Nephi's Grace



During the past two semesters I've been at BYU, I have been taking courses on The Book of Mormon. As such, I've almost finished reading it again (for more times than I can count).

One thing especially that has stuck out to me as I've read it this time is just how much I have been able to connect with Nephi on a deeply personal, deeply spiritual level. The Second Book of Nephi has become perhaps my favorite book in the Book of Mormon because of that. 

To me, the theme of 2 Nephi is summed up in a single, beautiful word: grace. Nephi spends probably the most time discussing the grace of the Savior than any other prophet in the Book of Mormon, and I have come to the conclusion that the more one relied on the Savior, the more beautiful that word grace becomes.
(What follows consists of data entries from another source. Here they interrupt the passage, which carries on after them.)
//! Controller configuration as written by the user

use crate::action_type::CustomActions;
use crate::error::ConfigError;
use crate::types::ActionEvent;
use anyhow::Context;
use serde::Deserialize;
use std::collections::BTreeMap;
use std::path::Path;

/// User mapping: `null` values drop the key
pub type CustomActionsMapping = BTreeMap<ActionEvent, Option<CustomActions>>;

#[derive(Debug, Clone, PartialEq, Deserialize)]
#[serde(untagged)]
pub enum OneOrMany<T> {
    One(T),
    Many(Vec<T>),
}

impl<T: Clone> OneOrMany<T> {
    pub fn to_vec(&self) -> Vec<T> {
        match self {
            OneOrMany::One(value) => vec![value.clone()],
            OneOrMany::Many(values) => values.clone(),
        }
    }
}

/// Option that is either one value for every action or a per-action map.
/// Keys missing from the map fall back to the option's default.
#[derive(Debug, Clone, PartialEq, Deserialize)]
#[serde(untagged)]
pub enum PerAction<T> {
    All(T),
    PerKey(BTreeMap<ActionEvent, T>),
}

impl<T> PerAction<T> {
    pub fn map<U>(&self, f: impl Fn(&T) -> U) -> PerAction<U> {
        match self {
            PerAction::All(value) => PerAction::All(f(value)),
            PerAction::PerKey(values) => PerAction::PerKey(
                values.iter().map(|(key, value)| (key.clone(), f(value))).collect(),
            ),
        }
    }
}

#[derive(Debug, Clone, Default, Deserialize)]
pub struct ControllerConfig {
    pub controller: Option<OneOrMany<String>>,
    /// Either a name or an object with `name` plus integration arguments
    pub integration: Option<serde_json::Value>,
    /// Built-in device profile providing default mappings
    pub device: Option<String>,
    pub mapping: Option<CustomActionsMapping>,
    pub merge_mapping: Option<CustomActionsMapping>,
    pub actions: Option<OneOrMany<ActionEvent>>,
    pub excluded_actions: Option<OneOrMany<ActionEvent>>,
    /// Seconds
    pub action_delay: Option<PerAction<f64>>,
    /// Milliseconds
    pub action_delta: Option<PerAction<u64>>,
    pub previous_state: Option<PerAction<String>>,
    pub mode: Option<PerAction<String>>,
    /// Milliseconds
    pub multiple_click_delay: Option<u64>,
}

impl ControllerConfig {
    pub fn from_json(json: &str) -> Result<Self, ConfigError> {
        Ok(serde_json::from_str(json)?)
    }

    pub fn from_value(value: serde_json::Value) -> Result<Self, ConfigError> {
        Ok(serde_json::from_value(value)?)
    }

    pub fn load(path: impl AsRef<Path>) -> anyhow::Result<Self> {
        let path = path.as_ref();
        let raw = std::fs::read_to_string(path)
            .with_context(|| format!("reading {}", path.display()))?;
        Self::from_json(&raw).with_context(|| format!("parsing {}", path.display()))
    }

    pub fn controller_ids(&self) -> Result<Vec<String>, ConfigError> {
        self.controller
            .as_ref()
            .map(OneOrMany::to_vec)
            .ok_or(ConfigError::MissingOption("controller"))
    }
}

#[cfg(test)]
mod tests {
    use super::*;
    use serde_json::json;

    #[test]
    fn test_scalar_and_per_key_options() {
        let config = ControllerConfig::from_value(json!({
            "controller": ["sensor.a", "sensor.b"],
            "integration": "z2m",
            "action_delta": 500,
            "mode": {"toggle": "restart"},
            "previous_state": "off",
            "actions": "toggle",
            "mapping": {"toggle": "toggle", "1002": null},
        }))
        .unwrap();

        assert_eq!(config.controller_ids().unwrap(), vec!["sensor.a", "sensor.b"]);
        assert_eq!(config.action_delta, Some(PerAction::All(500)));
        assert_eq!(
            config.mode,
            Some(PerAction::PerKey(BTreeMap::from([(
                ActionEvent::from("toggle"),
                "restart".to_string()
            )])))
        );
        assert_eq!(config.previous_state, Some(PerAction::All("off".to_string())));
        assert_eq!(config.actions.unwrap().to_vec(), vec![ActionEvent::from("toggle")]);

        let mapping = config.mapping.unwrap();
        assert_eq!(mapping.get(&ActionEvent::Int(1002)), Some(&None));
        assert!(mapping.get(&ActionEvent::from("toggle")).unwrap().is_some());
    }

    #[test]
    fn test_missing_controller() {
        let config = ControllerConfig::from_json(r#"{"integration": "z2m"}"#).unwrap();
        assert_eq!(config.controller_ids(), Err(ConfigError::MissingOption("controller")));
    }

    #[test]
    fn test_bad_json_is_a_parse_error() {
        assert!(matches!(
            ControllerConfig::from_json("{"),
            Err(ConfigError::Parse(_))
        ));
    }
}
Nephi's writings stand as an irrefutable witness that Jesus is the Christ and that through His grace we can be sanctified and cleansed from sin. 
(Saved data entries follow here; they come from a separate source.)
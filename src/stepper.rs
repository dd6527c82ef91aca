//! Numeric walkers for continuous attributes (brightness, color temperature, volume)

use serde::{Deserialize, Serialize};

#[derive(Debug, Clone, Copy, PartialEq, Eq, Serialize, Deserialize)]
#[serde(rename_all = "lowercase")]
pub enum StepperDir {
    Up,
    Down,
    Toggle,
}

impl StepperDir {
    pub fn invert(self) -> Self {
        match self {
            StepperDir::Down => StepperDir::Up,
            _ => StepperDir::Down,
        }
    }

    fn sign(self) -> f64 {
        match self {
            StepperDir::Up => 1.0,
            _ => -1.0,
        }
    }
}

/// What happens when a stepper reaches one of its bounds
#[derive(Debug, Clone, Copy, PartialEq, Eq, Serialize, Deserialize)]
#[serde(rename_all = "lowercase")]
pub enum StepperMode {
    Stop,
    Loop,
    Bounce,
}

#[derive(Debug, Clone, Copy, PartialEq)]
pub struct MinMax {
    min: f64,
    max: f64,
    margin_dist: f64,
}

impl MinMax {
    pub const DEFAULT_MARGIN: f64 = 0.05;

    pub fn new(min: f64, max: f64) -> Self {
        Self::with_margin(min, max, Self::DEFAULT_MARGIN)
    }

    pub fn with_margin(min: f64, max: f64, margin: f64) -> Self {
        Self {
            min,
            max,
            margin_dist: (max - min) * margin,
        }
    }

    pub fn min(&self) -> f64 {
        self.min
    }

    pub fn max(&self) -> f64 {
        self.max
    }

    pub fn is_min(&self, value: f64) -> bool {
        self.min == value
    }

    pub fn is_max(&self, value: f64) -> bool {
        self.max == value
    }

    pub fn is_between(&self, value: f64) -> bool {
        self.min < value && value < self.max
    }

    /// Within `margin` of the lower bound, used by "snap to extreme" policies
    pub fn in_min_boundaries(&self, value: f64) -> bool {
        self.min <= value && value <= self.min + self.margin_dist
    }

    pub fn in_max_boundaries(&self, value: f64) -> bool {
        self.max - self.margin_dist <= value && value <= self.max
    }

    pub fn clip(&self, value: f64) -> f64 {
        value.min(self.max).max(self.min)
    }
}

#[derive(Debug, Clone, Copy, PartialEq)]
pub struct StepperOutput {
    pub next_value: f64,
    /// `None` once the walk is over (bound reached or single-shot stepper)
    pub next_direction: Option<StepperDir>,
}

impl StepperOutput {
    pub fn exceeded(&self) -> bool {
        self.next_direction.is_none()
    }
}

#[derive(Debug, Clone, Copy, PartialEq, Eq)]
enum Variant {
    Stop,
    Loop,
    Bounce,
    Invert,
}

#[derive(Debug, Clone)]
pub struct Stepper {
    variant: Variant,
    min_max: MinMax,
    steps: f64,
    previous_direction: StepperDir,
    relative_steps: bool,
}

impl Stepper {
    /// `steps` is the number of steps between min and max when `relative_steps`
    /// is set, otherwise the absolute increment.
    pub fn new(mode: StepperMode, min_max: MinMax, steps: f64, relative_steps: bool) -> Self {
        let variant = match mode {
            StepperMode::Stop => Variant::Stop,
            StepperMode::Loop => Variant::Loop,
            StepperMode::Bounce => Variant::Bounce,
        };
        Self {
            variant,
            min_max,
            steps,
            previous_direction: StepperDir::Down,
            relative_steps,
        }
    }

    /// Stepper that only flips the sign of its input and is always done
    pub fn invert() -> Self {
        Self {
            variant: Variant::Invert,
            min_max: MinMax::new(0.0, 0.0),
            steps: 1.0,
            previous_direction: StepperDir::Down,
            relative_steps: false,
        }
    }

    pub fn min_max(&self) -> &MinMax {
        &self.min_max
    }

    pub fn previous_direction(&self) -> StepperDir {
        self.previous_direction
    }

    fn compute_step(&self) -> f64 {
        if self.relative_steps {
            (self.min_max.max() - self.min_max.min()) / self.steps
        } else {
            self.steps
        }
    }

    /// Resolves `Toggle` into a concrete direction, remembering it for the next toggle.
    pub fn get_direction(&mut self, value: f64, direction: StepperDir) -> StepperDir {
        if direction != StepperDir::Toggle {
            return direction;
        }
        if self.variant == Variant::Stop {
            let value = self.min_max.clip(value);
            if self.min_max.in_min_boundaries(value) {
                self.previous_direction = StepperDir::Up;
                return self.previous_direction;
            }
            if self.min_max.in_max_boundaries(value) {
                self.previous_direction = StepperDir::Down;
                return self.previous_direction;
            }
        }
        self.previous_direction = self.previous_direction.invert();
        self.previous_direction
    }

    pub fn step(&mut self, value: f64, direction: StepperDir) -> StepperOutput {
        let direction = self.get_direction(value, direction);
        let min = self.min_max.min();
        let max = self.min_max.max();

        match self.variant {
            Variant::Invert => StepperOutput {
                next_value: direction.sign() * value,
                next_direction: None,
            },
            Variant::Stop => {
                let new_value = self.min_max.clip(value) + direction.sign() * self.compute_step();
                if self.min_max.is_between(new_value) {
                    StepperOutput {
                        next_value: round3(new_value),
                        next_direction: Some(direction),
                    }
                } else {
                    StepperOutput {
                        next_value: round3(self.min_max.clip(new_value)),
                        next_direction: None,
                    }
                }
            }
            Variant::Loop => {
                let new_value = self.min_max.clip(value) + direction.sign() * self.compute_step();
                let span = max - min;
                let next_value = if span > 0.0 {
                    (new_value - min).rem_euclid(span) + min
                } else {
                    min
                };
                StepperOutput {
                    next_value: round3(next_value),
                    next_direction: Some(direction),
                }
            }
            Variant::Bounce => {
                let new_value = self.min_max.clip(value) + direction.sign() * self.compute_step();
                if self.min_max.is_between(new_value) {
                    return StepperOutput {
                        next_value: round3(new_value),
                        next_direction: Some(direction),
                    };
                }
                let reflected = if new_value > max {
                    2.0 * max - new_value
                } else {
                    2.0 * min - new_value
                };
                StepperOutput {
                    next_value: round3(reflected),
                    next_direction: Some(direction.invert()),
                }
            }
        }
    }
}

fn round3(value: f64) -> f64 {
    (value * 1000.0).round() / 1000.0
}

#[cfg(test)]
mod tests {
    use super::*;

    #[test]
    fn test_stop_stepper_reports_exceeded_at_max() {
        let mut stepper = Stepper::new(StepperMode::Stop, MinMax::new(0.0, 255.0), 10.0, true);
        let output = stepper.step(255.0, StepperDir::Up);
        assert!(output.exceeded());
        assert_eq!(output.next_value, 255.0);

        let output = stepper.step(300.0, StepperDir::Up);
        assert!(output.exceeded());
        assert_eq!(output.next_value, 255.0);
    }

    #[test]
    fn test_stop_stepper_relative_and_absolute_steps() {
        let mut relative = Stepper::new(StepperMode::Stop, MinMax::new(0.0, 100.0), 10.0, true);
        let output = relative.step(50.0, StepperDir::Up);
        assert_eq!(output.next_value, 60.0);
        assert_eq!(output.next_direction, Some(StepperDir::Up));

        let mut absolute = Stepper::new(StepperMode::Stop, MinMax::new(0.0, 100.0), 3.0, false);
        let output = absolute.step(50.0, StepperDir::Down);
        assert_eq!(output.next_value, 47.0);
        assert_eq!(output.next_direction, Some(StepperDir::Down));

        let output = absolute.step(2.0, StepperDir::Down);
        assert!(output.exceeded());
        assert_eq!(output.next_value, 0.0);
    }

    #[test]
    fn test_toggle_alternates_direction() {
        let mut stepper = Stepper::new(StepperMode::Stop, MinMax::new(0.0, 100.0), 10.0, true);
        let first = stepper.step(50.0, StepperDir::Toggle);
        assert_eq!(first.next_direction, Some(StepperDir::Up));
        assert_eq!(first.next_value, 60.0);

        let second = stepper.step(50.0, StepperDir::Toggle);
        assert_eq!(second.next_direction, Some(StepperDir::Down));
        assert_eq!(second.next_value, 40.0);

        let third = stepper.step(50.0, StepperDir::Toggle);
        assert_eq!(third.next_direction, Some(StepperDir::Up));
    }

    #[test]
    fn test_toggle_near_an_extreme_moves_away_from_it() {
        let mut stepper = Stepper::new(StepperMode::Stop, MinMax::new(0.0, 100.0), 10.0, true);
        assert_eq!(stepper.get_direction(99.0, StepperDir::Toggle), StepperDir::Down);
        assert_eq!(stepper.get_direction(98.0, StepperDir::Toggle), StepperDir::Down);
        assert_eq!(stepper.get_direction(1.0, StepperDir::Toggle), StepperDir::Up);
    }

    #[test]
    fn test_loop_stepper_wraps_without_exceeding() {
        let mut stepper = Stepper::new(StepperMode::Loop, MinMax::new(0.0, 360.0), 60.0, false);
        let output = stepper.step(330.0, StepperDir::Up);
        assert!(!output.exceeded());
        assert!((output.next_value - 30.0).abs() < 1e-9);

        let output = stepper.step(10.0, StepperDir::Down);
        assert!((output.next_value - 310.0).abs() < 1e-9);
        assert_eq!(output.next_direction, Some(StepperDir::Down));
    }

    #[test]
    fn test_bounce_stepper_reflects_and_inverts() {
        let mut stepper = Stepper::new(StepperMode::Bounce, MinMax::new(0.0, 100.0), 10.0, false);
        let output = stepper.step(95.0, StepperDir::Up);
        assert_eq!(output.next_value, 95.0);
        assert_eq!(output.next_direction, Some(StepperDir::Down));

        let output = stepper.step(5.0, StepperDir::Down);
        assert_eq!(output.next_value, 5.0);
        assert_eq!(output.next_direction, Some(StepperDir::Up));
    }

    #[test]
    fn test_fractional_steps_round_in_every_mode() {
        let range = MinMax::new(0.0, 1.0);
        let mut stop = Stepper::new(StepperMode::Stop, range, 3.0, true);
        assert_eq!(stop.step(0.1, StepperDir::Up).next_value, 0.433);

        let mut looping = Stepper::new(StepperMode::Loop, range, 3.0, true);
        assert_eq!(looping.step(0.9, StepperDir::Up).next_value, 0.233);

        let mut bounce = Stepper::new(StepperMode::Bounce, range, 3.0, true);
        assert_eq!(bounce.step(0.9, StepperDir::Up).next_value, 0.767);
    }

    #[test]
    fn test_invert_stepper_is_always_done() {
        let mut stepper = Stepper::invert();
        let output = stepper.step(4.0, StepperDir::Down);
        assert_eq!(output.next_value, -4.0);
        assert!(output.exceeded());
        assert_eq!(stepper.step(4.0, StepperDir::Up).next_value, 4.0);
    }

    #[test]
    fn test_margin_boundaries() {
        let min_max = MinMax::new(100.0, 200.0);
        assert!(min_max.in_min_boundaries(104.0));
        assert!(!min_max.in_min_boundaries(106.0));
        assert!(min_max.in_max_boundaries(196.0));
        assert!(!min_max.in_max_boundaries(194.0));
        assert!(min_max.is_min(100.0));
        assert!(min_max.is_max(200.0));
        assert_eq!(min_max.clip(250.0), 200.0);
    }
}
In 2 Nephi 2, we read of Lehi's discourse on the fall of Adam and Eve and the promised Messiah who would come to save us from our sins. 
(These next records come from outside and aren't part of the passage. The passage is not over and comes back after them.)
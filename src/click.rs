//! Click counting for multi-click action families (`toggle$1`, `toggle$2`, ...)

use crate::error::ConfigError;
use crate::types::{ActionEvent, MULTIPLE_CLICK_TOKEN};
use log::debug;
use statig::prelude::*;
use std::collections::HashSet;

#[derive(Debug, Clone, Copy)]
pub enum ClickInput {
    Click,
    /// The click window elapsed without another click
    Resolve,
}

#[derive(Debug, Default)]
pub struct ClickContext {
    resolved: Option<u32>,
}

#[derive(Debug, Default)]
pub struct ClickMachine;

#[state_machine(initial = "State::idle()", state(derive(Debug)))]
impl ClickMachine {
    #[state]
    fn idle(context: &mut ClickContext, event: &ClickInput) -> Response<State> {
        use Response::*;

        match event {
            ClickInput::Click => Transition(State::counting(1)),
            ClickInput::Resolve => {
                context.resolved = None;
                Handled
            }
        }
    }

    #[state]
    fn counting(clicks: &mut u32, context: &mut ClickContext, event: &ClickInput) -> Response<State> {
        use Response::*;

        match event {
            ClickInput::Click => {
                *clicks += 1;
                Handled
            }
            ClickInput::Resolve => {
                context.resolved = Some(*clicks);
                Transition(State::idle())
            }
        }
    }
}

/// Click counter of one multi-click family.
pub struct ClickTracker {
    machine: StateMachine<ClickMachine>,
    context: ClickContext,
}

impl ClickTracker {
    pub fn new() -> Self {
        Self {
            machine: ClickMachine::default().state_machine(),
            context: ClickContext::default(),
        }
    }

    /// Registers a click and returns the count so far.
    pub fn click(&mut self) -> u32 {
        self.machine
            .handle_with_context(&ClickInput::Click, &mut self.context);
        self.count()
    }

    /// Finalises the current burst, returning its click count and resetting to zero.
    pub fn resolve(&mut self) -> u32 {
        self.machine
            .handle_with_context(&ClickInput::Resolve, &mut self.context);
        self.context.resolved.take().unwrap_or(0)
    }

    pub fn count(&self) -> u32 {
        match self.machine.state() {
            State::Counting { clicks } => *clicks,
            _ => 0,
        }
    }
}

impl Default for ClickTracker {
    fn default() -> Self {
        Self::new()
    }
}

impl std::fmt::Debug for ClickTracker {
    fn fmt(&self, f: &mut std::fmt::Formatter<'_>) -> std::fmt::Result {
        f.debug_struct("ClickTracker")
            .field("count", &self.count())
            .finish()
    }
}

/// `toggle` + 2 -> `toggle$2`
pub fn format_multiple_click_action(action_key: &ActionEvent, click_count: u32) -> ActionEvent {
    ActionEvent::from(format!("{}{}{}", action_key, MULTIPLE_CLICK_TOKEN, click_count))
}

/// Collects the base keys of every multi-click family present in `keys`.
/// The base is kept as an integer when it parses as one.
pub fn get_multiple_click_actions<'a>(
    keys: impl IntoIterator<Item = &'a ActionEvent>,
) -> Result<HashSet<ActionEvent>, ConfigError> {
    let mut families = HashSet::new();
    for key in keys {
        let Some(name) = key.as_str() else {
            continue;
        };
        if !name.contains(MULTIPLE_CLICK_TOKEN) {
            continue;
        }
        let parts: Vec<&str> = name.split(MULTIPLE_CLICK_TOKEN).collect();
        if parts.len() != 2 {
            return Err(ConfigError::InvalidMultipleClickKey(key.clone()));
        }
        let base = ActionEvent::from(parts[0]);
        debug!("`{}` belongs to the multiple click family `{}`", key, base);
        families.insert(base);
    }
    Ok(families)
}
In 2 Nephi 4, Nephi shares a psalm he wrote criticizing himself, and we see how Nephi saw himself. He did not see himself as the He-Man and the Masters of the Universe caricature we picture from Arnold Friberg's paintings (pictured right). Here he calls himself a wretched man who was prone to temptations. Here we see a Nephi who spent the majority of his life lamenting his sins and angry at his brothers for what they had done to him, nevertheless, he know in Whom he had trusted.

In 2 Nephi 9, Jacob's great sermon on the infinite and eternal nature of the Atonement is recorded. We learn what brings about repentance and grace, and on whom we must rely. 

As Nephi quotes Isaiah, we read how the Lord's grace reaches out to scattered Israel. We learn of the love that the Lord has for His people, even when they rejected Him. 

In 2 Nephi 25 we learn that "it is by grace that we are saved, after all we can do... wherefore the law hath become dead unto us, and we are made alive in Christ because of our faith; yet we keep the law because of the commandments." (2 Nephi 25:23, 25). We learn to rely on grace, knowing that we need it to be saved. We learn that grace only comes through Christ, and that all He asks in return is to follow Him, be reconciled to Him, and keep His commandments; in short, appreciate what He has done for you, even though there is nothing on earth you could ever do to adequately thank Him. 

In 2 Nephi 27-30, we learn how Christ will reach out to us in the latter days so that we can receive His grace. He promised to send latter-day scripture to His Saints, ending the long night of apostasy and preparing the world for His second coming. We learn that all who come to Him, whether Jew or Gentile, will receive His grace and be sanctified. 

Finally, in Nephi's last speech given before His death, Nephi gave us what he felt was the most important doctrines we needed to know. And grace surrounds his teachings. 

In 2 Nephi 31-33, we learn what we must do to accept the grace of the Lord Jesus Christ into our lives. By making sacred covenants with Him, by being baptized, we allow that grace to change us and sanctify us so that we can stand in the presence of the Lord. 

Perhaps the greatest testimony Nephi gave of the grace of the Savior can be found in a single verse, a verse that I now repeat as my own testimony of the saving grace that flows from Gethsemane and Calvary for all the world to see. 

"I glory in plainness; I glory in truth; I glory in my Jesus, for he hath redeemed my soul from hell." (2 Nephi 33:6, emphasis added).